A promising approach is in ‘diegetic measurements,’ by which we mean a further hiding of the scientific aspect of the study and more seamless integration into the virtual world of the narrative game experience, e.g. by having players file a report from within the experience. Additionally, the tracking of interactor behavior and actions can be used for content analysis [69]. Physiological measurements during game experience are also a promising route [66], yet they pose additional problems by creating an abundance of data that can be difficult to interpret.

For our own studies we use Roth’s measurement toolbox [70], which addresses a range of relevant user experiences in the context of narrative games with validated, distinct scales in post-hoc questionnaires. This framework enables the measurement of IDN user experience dimensions on a quantitative level and has been aligned with Murray’s experiential qualities of agency, immersion, and transformation [71]. The measurement toolbox allows us to evaluate the IDN user experience on 12 dimensions, grouped under Murray’s experiential qualities of agency, immersion, and transformation (see Fig. 3). For the purpose of understanding the overall effect of an IDN experience, transformation is of particular interest.

Fig. 3
figure 3

User experience dimensions [70] mapped to Murray’s taxonomy [27]

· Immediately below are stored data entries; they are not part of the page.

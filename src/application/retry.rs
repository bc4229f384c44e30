// ============================================================
// Layer 2 — Retry Controller
// ============================================================
// After validation the pipeline asks one question: is there
// enough confirmed evidence to answer, or should discovery run
// again with a wider net?
//
// Rule (ConfirmedEvidencePolicy):
//   confirmed chunks across all hypotheses < min_confirmed
//   AND retry_count < max_retries          → Retry
//   otherwise                              → Synthesize
//
// `decide` is a pure function of its inputs. The state machine
// applies the decision (and increments retry_count); stages
// never retry on their own. Setting max_retries = 0 removes the
// retry edge entirely.

use crate::domain::config::RunConfig;
use crate::domain::evidence::Evidence;

#[derive(Debug, Clone, Copy, PartialEq, Eq)]
pub enum RetryDecision {
    Retry,
    Synthesize,
}

/// Chooses between another discovery pass and synthesis.
pub trait RetryController: Send + Sync {
    fn decide(&self, evidence: &Evidence, retry_count: u32) -> RetryDecision;
}

#[derive(Debug, Clone, Copy, PartialEq, Eq)]
pub struct ConfirmedEvidencePolicy {
    pub min_confirmed: usize,
    pub max_retries: u32,
}

impl ConfirmedEvidencePolicy {
    pub fn new(min_confirmed: usize, max_retries: u32) -> Self {
        Self { min_confirmed, max_retries }
    }

    pub fn from_config(cfg: &RunConfig) -> Self {
        Self::new(cfg.min_confirmed, cfg.max_retries)
    }

    /// The decision expressed over a bare confirmed-chunk count.
    pub fn decide_count(&self, confirmed: usize, retry_count: u32) -> RetryDecision {
        if confirmed < self.min_confirmed && retry_count < self.max_retries {
            RetryDecision::Retry
        } else {
            RetryDecision::Synthesize
        }
    }
}

impl Default for ConfirmedEvidencePolicy {
    fn default() -> Self {
        Self::new(2, 1)
    }
}

impl RetryController for ConfirmedEvidencePolicy {
    fn decide(&self, evidence: &Evidence, retry_count: u32) -> RetryDecision {
        self.decide_count(evidence.confirmed_count(), retry_count)
    }
}
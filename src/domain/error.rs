// ============================================================
// Layer 3 — Error Taxonomy
// ============================================================
// Two families of errors:
//
//   CollaboratorError — one external call failed. Always
//                       recovered locally by the fallback policy
//                       (application::fallback); never crashes
//                       the run.
//   PipelineError     — the run itself could not finish. The only
//                       variant is BudgetExceeded, which carries
//                       the last good RunState.
//
// `guarded` puts a deadline on any collaborator call; an elapsed
// deadline is reported as CollaboratorError::Timeout.

use std::future::Future;
use std::time::Duration;

use crate::domain::state::RunState;

/// Failure of a single call to an external collaborator.
#[derive(Debug, thiserror::Error)]
pub enum CollaboratorError {
    #[error("source unavailable: {reason}")]
    SourceUnavailable { reason: String },

    #[error("could not parse judgment: {reason}")]
    JudgmentParse { reason: String },

    #[error("call timed out after {0:?}")]
    Timeout(Duration),

    #[error("transport failure: {reason}")]
    Transport { reason: String },

    #[error("invalid response: {reason}")]
    InvalidResponse { reason: String },
}

impl CollaboratorError {
    pub fn source_unavailable(reason: impl Into<String>) -> Self {
        Self::SourceUnavailable { reason: reason.into() }
    }

    pub fn judgment_parse(reason: impl Into<String>) -> Self {
        Self::JudgmentParse { reason: reason.into() }
    }

    pub fn transport(reason: impl Into<String>) -> Self {
        Self::Transport { reason: reason.into() }
    }

    pub fn invalid_response(reason: impl Into<String>) -> Self {
        Self::InvalidResponse { reason: reason.into() }
    }
}

pub type CollaboratorResult<T> = Result<T, CollaboratorError>;

/// Await `fut`, turning an elapsed timeout into `CollaboratorError::Timeout`.
pub async fn guarded<T, F>(timeout: Duration, fut: F) -> CollaboratorResult<T>
where
    F: Future<Output = CollaboratorResult<T>>,
{
    match tokio::time::timeout(timeout, fut).await {
        Ok(result) => result,
        Err(_)     => Err(CollaboratorError::Timeout(timeout)),
    }
}

/// Failure of the pipeline as a whole.
#[derive(Debug, thiserror::Error)]
pub enum PipelineError {
    #[error("step budget of {budget} stage invocations exceeded")]
    BudgetExceeded {
        budget: u32,
        /// Best-effort state as of the last completed stage
        state: Box<RunState>,
    },
}

impl PipelineError {
    /// The state the run had reached before it was halted.
    pub fn into_state(self) -> RunState {
        match self {
            PipelineError::BudgetExceeded { state, .. } => *state,
        }
    }
}
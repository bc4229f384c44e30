// ============================================================
// Layer 3 — Run State
// ============================================================
// Exactly one RunState exists per question. The pipeline owns
// it and lends it immutably to one stage at a time; the stage
// answers with a StateUpdate holding only the fields it
// produced, and the pipeline merges that update back in.
//
// Merge contract:
//   - Some(value) → the field is overwritten (later writes win)
//   - None        → the field is left untouched

use serde::{Deserialize, Serialize};

use crate::domain::chunk::Chunk;
use crate::domain::evidence::{Candidates, Evidence};
use crate::domain::paper::PaperRef;

/// The shared state threaded through every stage of a run.
#[derive(Debug, Clone, Default, PartialEq, Serialize, Deserialize)]
pub struct RunState {
    pub question: String,
    pub papers: Vec<PaperRef>,
    pub chunks: Vec<Chunk>,
    pub expansion_queries: Vec<String>,
    pub hypotheses: Vec<String>,
    /// Retrieved, deduplicated chunks per hypothesis awaiting judgment
    pub candidates: Vec<Candidates>,
    pub evidence: Evidence,
    pub final_answer: String,
    pub retry_count: u32,
    pub last_error: Option<String>,
}

impl RunState {
    /// Fresh state for a newly submitted question.
    pub fn new(question: impl Into<String>) -> Self {
        Self { question: question.into(), ..Default::default() }
    }

    /// Apply a stage's partial update.
    pub fn merge(&mut self, update: StateUpdate) {
        let StateUpdate {
            papers,
            chunks,
            expansion_queries,
            hypotheses,
            candidates,
            evidence,
            final_answer,
            retry_count,
            last_error,
        } = update;

        if let Some(v) = papers            { self.papers = v; }
        if let Some(v) = chunks            { self.chunks = v; }
        if let Some(v) = expansion_queries { self.expansion_queries = v; }
        if let Some(v) = hypotheses        { self.hypotheses = v; }
        if let Some(v) = candidates        { self.candidates = v; }
        if let Some(v) = evidence          { self.evidence = v; }
        if let Some(v) = final_answer      { self.final_answer = v; }
        // retry_count only ever grows
        if let Some(v) = retry_count       { self.retry_count = self.retry_count.max(v); }
        if let Some(v) = last_error        { self.last_error = Some(v); }
    }
}

/// The fields a stage produced. Every field is optional; see the
/// merge contract above.
#[derive(Debug, Clone, Default, PartialEq)]
pub struct StateUpdate {
    pub papers: Option<Vec<PaperRef>>,
    pub chunks: Option<Vec<Chunk>>,
    pub expansion_queries: Option<Vec<String>>,
    pub hypotheses: Option<Vec<String>>,
    pub candidates: Option<Vec<Candidates>>,
    pub evidence: Option<Evidence>,
    pub final_answer: Option<String>,
    pub retry_count: Option<u32>,
    pub last_error: Option<String>,
}

impl StateUpdate {
    pub fn new() -> Self {
        Self::default()
    }

    pub fn papers(mut self, v: Vec<PaperRef>) -> Self {
        self.papers = Some(v);
        self
    }

    pub fn chunks(mut self, v: Vec<Chunk>) -> Self {
        self.chunks = Some(v);
        self
    }

    pub fn expansion_queries(mut self, v: Vec<String>) -> Self {
        self.expansion_queries = Some(v);
        self
    }

    pub fn hypotheses(mut self, v: Vec<String>) -> Self {
        self.hypotheses = Some(v);
        self
    }

    pub fn candidates(mut self, v: Vec<Candidates>) -> Self {
        self.candidates = Some(v);
        self
    }

    pub fn evidence(mut self, v: Evidence) -> Self {
        self.evidence = Some(v);
        self
    }

    pub fn final_answer(mut self, v: impl Into<String>) -> Self {
        self.final_answer = Some(v.into());
        self
    }

    pub fn retry_count(mut self, v: u32) -> Self {
        self.retry_count = Some(v);
        self
    }

    pub fn last_error(mut self, v: impl Into<String>) -> Self {
        self.last_error = Some(v.into());
        self
    }
}
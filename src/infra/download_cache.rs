// ============================================================
// Layer 6 — Download Cache
// ============================================================
// Remote documents are fetched once and kept on disk:
//
//   .cache/documents/
//     <blake3(url) hex>/
//       document        ← raw bytes as served
//
// A hit never touches the network. A failed write only costs
// the next run a re-download, so it is logged and ignored.

use anyhow::{Context, Result};
use std::{path::PathBuf, time::Duration};

use crate::domain::error::{CollaboratorError, CollaboratorResult};

const DOCUMENT_FILE: &str = "document";

pub struct DownloadCache {
    /// Root directory holding one sub-directory per URL
    dir: PathBuf,
    client: reqwest::Client,
}

impl DownloadCache {
    /// `timeout` bounds every single download.
    pub fn new(dir: impl Into<PathBuf>, timeout: Duration) -> Result<Self> {
        let client = reqwest::Client::builder()
            .timeout(timeout)
            .user_agent(concat!("evidence-qa/", env!("CARGO_PKG_VERSION")))
            .build()
            .context("Cannot build HTTP client for the download cache")?;
        Ok(Self { dir: dir.into(), client })
    }

    /// Where the bytes for `url` live (or would live) on disk.
    pub fn path_for(&self, url: &str) -> PathBuf {
        let key = blake3::hash(url.as_bytes()).to_hex();
        self.dir.join(key.as_str()).join(DOCUMENT_FILE)
    }

    /// Cached bytes for `url`, if any.
    pub async fn get(&self, url: &str) -> Option<Vec<u8>> {
        tokio::fs::read(self.path_for(url)).await.ok()
    }

    /// Store `bytes` for `url`.
    pub async fn put(&self, url: &str, bytes: &[u8]) -> Result<()> {
        let path = self.path_for(url);
        if let Some(parent) = path.parent() {
            tokio::fs::create_dir_all(parent)
                .await
                .with_context(|| format!("Cannot create cache directory '{}'", parent.display()))?;
        }
        tokio::fs::write(&path, bytes)
            .await
            .with_context(|| format!("Cannot write '{}'", path.display()))?;
        Ok(())
    }

    /// Bytes for `url`, from disk when cached, otherwise downloaded and cached.
    pub async fn fetch(&self, url: &str) -> CollaboratorResult<Vec<u8>> {
        if let Some(bytes) = self.get(url).await {
            tracing::debug!("Cache hit: {}", url);
            return Ok(bytes);
        }

        tracing::debug!("Downloading {}", url);
        let response = self
            .client
            .get(url)
            .send()
            .await
            .map_err(|e| CollaboratorError::transport(format!("GET {url}: {e}")))?;

        let status = response.status();
        if !status.is_success() {
            return Err(CollaboratorError::transport(format!("GET {url}: HTTP {status}")));
        }

        let bytes = response
            .bytes()
            .await
            .map_err(|e| CollaboratorError::transport(format!("GET {url}: {e}")))?
            .to_vec();

        if let Err(e) = self.put(url, &bytes).await {
            tracing::warn!("Not caching {}: {:#}", url, e);
        }
        Ok(bytes)
    }
}
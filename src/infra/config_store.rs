// ============================================================
// Layer 6 — Run Config Store
// ============================================================
// Reads and writes RunConfig as pretty JSON. Every field is
// optional in the file; missing fields take their defaults, so
//
//   { "max_retries": 2, "k": 5 }
//
// is a complete config. The loaded config is validated before
// it is handed out.

use anyhow::{Context, Result};
use std::{fs, path::Path};

use crate::domain::config::RunConfig;

/// Load and validate a config file.
pub fn load(path: &Path) -> Result<RunConfig> {
    let json = fs::read_to_string(path)
        .with_context(|| format!("Cannot read config from '{}'", path.display()))?;

    let cfg: RunConfig = serde_json::from_str(&json)
        .with_context(|| format!("Invalid config in '{}'", path.display()))?;

    cfg.validate()
        .with_context(|| format!("Rejected config in '{}'", path.display()))?;

    tracing::debug!("Loaded run config from '{}'", path.display());
    Ok(cfg)
}

/// `path` when given, defaults otherwise.
pub fn load_or_default(path: Option<&Path>) -> Result<RunConfig> {
    match path {
        Some(path) => load(path),
        None       => Ok(RunConfig::default()),
    }
}

pub fn save(path: &Path, cfg: &RunConfig) -> Result<()> {
    let json = serde_json::to_string_pretty(cfg)?;
    fs::write(path, json)
        .with_context(|| format!("Cannot write config to '{}'", path.display()))?;

    tracing::debug!("Saved run config to '{}'", path.display());
    Ok(())
}
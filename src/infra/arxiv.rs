// ============================================================
// Layer 6 — arXiv Discovery
// ============================================================
// Paper discovery over the public arXiv Atom API:
//
//   GET {base}/query?search_query=all:<q>&max_results=<n>
//                   &sortBy=relevance&sortOrder=descending
//
// The feed is deserialised with quick-xml's serde support. Only
// the fields a PaperRef needs are mapped; everything else in the
// feed is ignored.
//
//   <entry>
//     <id>http://arxiv.org/abs/2402.01234v1</id>   → id "2402.01234v1"
//     <published>2024-02-02T18:00:00Z</published>  → published
//     <title>…</title>  <summary>…</summary>       → whitespace-collapsed
//     <author><name>…</name></author>*             → authors
//     <link title="pdf" href="…"/>                 → locator
//   </entry>
//
// Entries with a DOI carry a `<link title="doi">` that is separated
// from the alternate and pdf links by `<arxiv:comment>` and
// `<arxiv:journal_ref>`. Collecting those split `link` runs into one
// Vec needs quick-xml's `overlapped-lists` feature.

use anyhow::{Context, Result};
use async_trait::async_trait;
use chrono::{DateTime, Utc};
use serde::Deserialize;
use std::time::Duration;

use crate::domain::error::{CollaboratorError, CollaboratorResult};
use crate::domain::paper::PaperRef;
use crate::domain::traits::PaperSource;

pub const DEFAULT_BASE_URL: &str = "https://export.arxiv.org/api";

#[derive(Debug, Deserialize)]
struct Feed {
    #[serde(rename = "entry", default)]
    entries: Vec<Entry>,
}

#[derive(Debug, Deserialize)]
struct Entry {
    id: String,
    #[serde(default)]
    published: Option<String>,
    title: String,
    #[serde(default)]
    summary: String,
    #[serde(rename = "author", default)]
    authors: Vec<Author>,
    #[serde(rename = "link", default)]
    links: Vec<Link>,
}

#[derive(Debug, Deserialize)]
struct Author {
    name: String,
}

#[derive(Debug, Deserialize)]
struct Link {
    #[serde(rename = "@href")]
    href: String,
    #[serde(rename = "@title", default)]
    title: Option<String>,
    #[serde(rename = "@type", default)]
    kind: Option<String>,
}

impl Entry {
    fn into_paper(self) -> PaperRef {
        let id = self
            .id
            .rsplit("/abs/")
            .next()
            .unwrap_or(&self.id)
            .trim()
            .to_string();

        let locator = self
            .links
            .iter()
            .find(|l| l.title.as_deref() == Some("pdf") || l.kind.as_deref() == Some("application/pdf"))
            .map(|l| l.href.clone())
            .unwrap_or_else(|| self.id.replace("/abs/", "/pdf/"));

        let mut paper = PaperRef::new(id, collapse(&self.title), locator)
            .with_abstract(collapse(&self.summary))
            .with_authors(self.authors.into_iter().map(|a| collapse(&a.name)).collect());

        if let Some(published) = self.published.as_deref().and_then(parse_date) {
            paper = paper.with_published(published);
        }
        paper
    }
}

fn collapse(s: &str) -> String {
    s.split_whitespace().collect::<Vec<_>>().join(" ")
}

fn parse_date(s: &str) -> Option<DateTime<Utc>> {
    DateTime::parse_from_rfc3339(s.trim()).ok().map(|d| d.with_timezone(&Utc))
}

/// Parse an Atom feed body into papers, in feed order.
pub fn parse_feed(xml: &str) -> CollaboratorResult<Vec<PaperRef>> {
    let feed: Feed = quick_xml::de::from_str(xml)
        .map_err(|e| CollaboratorError::invalid_response(format!("malformed arXiv feed: {e}")))?;
    Ok(feed.entries.into_iter().map(Entry::into_paper).collect())
}

pub struct ArxivClient {
    client: reqwest::Client,
    base_url: String,
}

impl ArxivClient {
    pub fn new(timeout: Duration) -> Result<Self> {
        let client = reqwest::Client::builder()
            .timeout(timeout)
            .user_agent(concat!("evidence-qa/", env!("CARGO_PKG_VERSION")))
            .build()
            .context("Cannot build HTTP client for arXiv")?;
        Ok(Self { client, base_url: DEFAULT_BASE_URL.to_string() })
    }

    pub fn with_base_url(mut self, base_url: impl Into<String>) -> Self {
        self.base_url = base_url.into();
        self
    }
}

#[async_trait]
impl PaperSource for ArxivClient {
    async fn discover(&self, query: &str, max_results: usize) -> CollaboratorResult<Vec<PaperRef>> {
        let url    = format!("{}/query", self.base_url.trim_end_matches('/'));
        let search = format!("all:{query}");
        let max    = max_results.to_string();

        tracing::debug!("arXiv query '{}' (max {})", query, max_results);
        let response = self
            .client
            .get(&url)
            .query(&[
                ("search_query", search.as_str()),
                ("start", "0"),
                ("max_results", max.as_str()),
                ("sortBy", "relevance"),
                ("sortOrder", "descending"),
            ])
            .send()
            .await
            .map_err(|e| CollaboratorError::source_unavailable(format!("arXiv request failed: {e}")))?;

        let status = response.status();
        if !status.is_success() {
            return Err(CollaboratorError::source_unavailable(format!("arXiv returned HTTP {status}")));
        }

        let body = response
            .text()
            .await
            .map_err(|e| CollaboratorError::source_unavailable(format!("arXiv body unreadable: {e}")))?;

        let papers = parse_feed(&body)?;
        tracing::info!("arXiv returned {} papers for '{}'", papers.len(), query);
        Ok(papers)
    }
}
// ============================================================
// Layer 5 — Dedup Union
// ============================================================
// Several queries for the same hypothesis often return the same
// chunk, or two chunks that only differ far into the text
// (overlapping windows of the same paragraph). The union keeps
// one copy of each, in the order it was first seen.
//
// "Seen" is decided by a fingerprint: the blake3 hash of the
// first `prefix_len` characters of the chunk text. Two chunks
// sharing that prefix count as the same chunk even if they
// differ afterwards. This is an accepted approximation; tune
// `dedup_prefix_len` per deployment to trade recall for noise.

use std::collections::HashSet;

use crate::domain::chunk::Chunk;

/// Content fingerprint over a fixed-length text prefix.
#[derive(Debug, Clone, Copy, PartialEq, Eq, Hash)]
pub struct Fingerprint([u8; 32]);

impl Fingerprint {
    pub fn of(text: &str, prefix_len: usize) -> Self {
        let end = text
            .char_indices()
            .nth(prefix_len)
            .map_or(text.len(), |(idx, _)| idx);
        Self(*blake3::hash(text[..end].as_bytes()).as_bytes())
    }
}

/// Merge ranked lists into one, first-seen order, no repeated fingerprints.
/// Lists are folded in the order given; callers pass them in query-issue order.
pub fn union(lists: &[Vec<Chunk>], prefix_len: usize) -> Vec<Chunk> {
    let mut seen = HashSet::new();
    let mut out  = Vec::new();

    for chunk in lists.iter().flatten() {
        if seen.insert(Fingerprint::of(&chunk.text, prefix_len)) {
            out.push(chunk.clone());
        }
    }

    out
}

// ─── Unit Tests ───────────────────────────────────────────────────────────────
#[cfg(test)]
mod tests {
    use super::*;
    use proptest::prelude::*;

    fn c(text: &str) -> Chunk {
        Chunk::from_source(text, "paper")
    }

    fn texts(chunks: &[Chunk]) -> Vec<&str> {
        chunks.iter().map(|c| c.text.as_str()).collect()
    }

    #[test]
    fn test_shared_chunk_appears_once_in_first_seen_order() {
        let a = c("AAAAAAAAAA first");
        let b = c("BBBBBBBBBB second");
        let cc = c("CCCCCCCCCC third");

        let merged = union(&[vec![a, b.clone()], vec![b, cc]], 10);
        assert_eq!(texts(&merged), vec!["AAAAAAAAAA first", "BBBBBBBBBB second", "CCCCCCCCCC third"]);
    }

    #[test]
    fn test_prefix_collision_counts_as_duplicate() {
        let merged = union(&[vec![c("same prefix, tail one"), c("same prefix, tail two")]], 11);
        assert_eq!(texts(&merged), vec!["same prefix, tail one"]);
    }

    #[test]
    fn test_longer_prefix_separates_them() {
        let merged = union(&[vec![c("same prefix, tail one"), c("same prefix, tail two")]], 200);
        assert_eq!(merged.len(), 2);
    }

    #[test]
    fn test_empty_input() {
        assert!(union(&[], 100).is_empty());
        assert!(union(&[vec![], vec![]], 100).is_empty());
    }

    #[test]
    fn test_fingerprint_handles_multibyte_text() {
        assert_eq!(Fingerprint::of("ééé-x", 3), Fingerprint::of("ééé-y", 3));
        assert_ne!(Fingerprint::of("ééé-x", 5), Fingerprint::of("ééé-y", 5));
    }

    fn arb_lists() -> impl Strategy<Value = Vec<Vec<Chunk>>> {
        let text = prop::sample::select(vec!["alpha", "alphabet", "beta", "gamma", "delta", "alp"]);
        prop::collection::vec(prop::collection::vec(text.prop_map(c), 0..5), 0..5)
    }

    proptest! {
        #[test]
        fn prop_union_is_idempotent(lists in arb_lists(), prefix in 1usize..8) {
            let once  = union(&lists, prefix);
            let twice = union(&[once.clone()], prefix);
            prop_assert_eq!(once, twice);
        }

        #[test]
        fn prop_union_has_no_repeated_fingerprints(lists in arb_lists(), prefix in 1usize..8) {
            let merged = union(&lists, prefix);
            let prints: HashSet<Fingerprint> =
                merged.iter().map(|c| Fingerprint::of(&c.text, prefix)).collect();
            prop_assert_eq!(prints.len(), merged.len());
        }
    }
}
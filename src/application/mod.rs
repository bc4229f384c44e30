// ============================================================
// Layer 2 — Application / Use Cases
// ============================================================
// This layer orchestrates all the other layers to answer a
// research question from papers.
//
// Rules for this layer:
//   - No network, PDF or HTTP code here (that's Layer 4 and 6)
//   - No UI or printing here (that's Layer 1)
//   - Collaborators are reached only through Layer 3 traits
//   - Only workflow coordination and the policies around it
//
//   pipeline.rs   — the state machine (Discover … Synthesize)
//   stages.rs     — one function per stage
//   retry.rs      — retry-or-synthesize decision
//   fallback.rs   — what each failed call turns into
//   aggregator.rs — evidence → ranked verdicts → answer text
//
// Reference: Clean Architecture pattern
//            Rust Book §7 (Module System)

pub mod pipeline;

pub mod stages;

pub mod retry;

pub mod fallback;

pub mod aggregator;

// The question-answering workflow
pub mod ask_use_case;

// Paper discovery on its own
pub mod discover_use_case;

#[cfg(test)]
pub mod test_support;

To experimentally verify the effects of a particular design we devise a predominantly quantitative approach that connects the creation of prototypes with the evaluation of user experience. We apply this approach to test the effectiveness of design strategies by comparing prototypes that differ only in one specific characteristic (A/B comparison) or one specific characteristic in different magnitudes (A/B/C/…).

As an example for the latter, we describe a study design to investigate the effect of different onboarding scenarios of the IDN Breaking Points [72] on the perceived player agency. We created three intro texts, increasingly Scripting the Interactor (StI) on their narrative impact (effectance). We differentiate between local effectance (showing direct impact of player choices) and global effectance (showing impact of choices in later scenes / delayed consequences).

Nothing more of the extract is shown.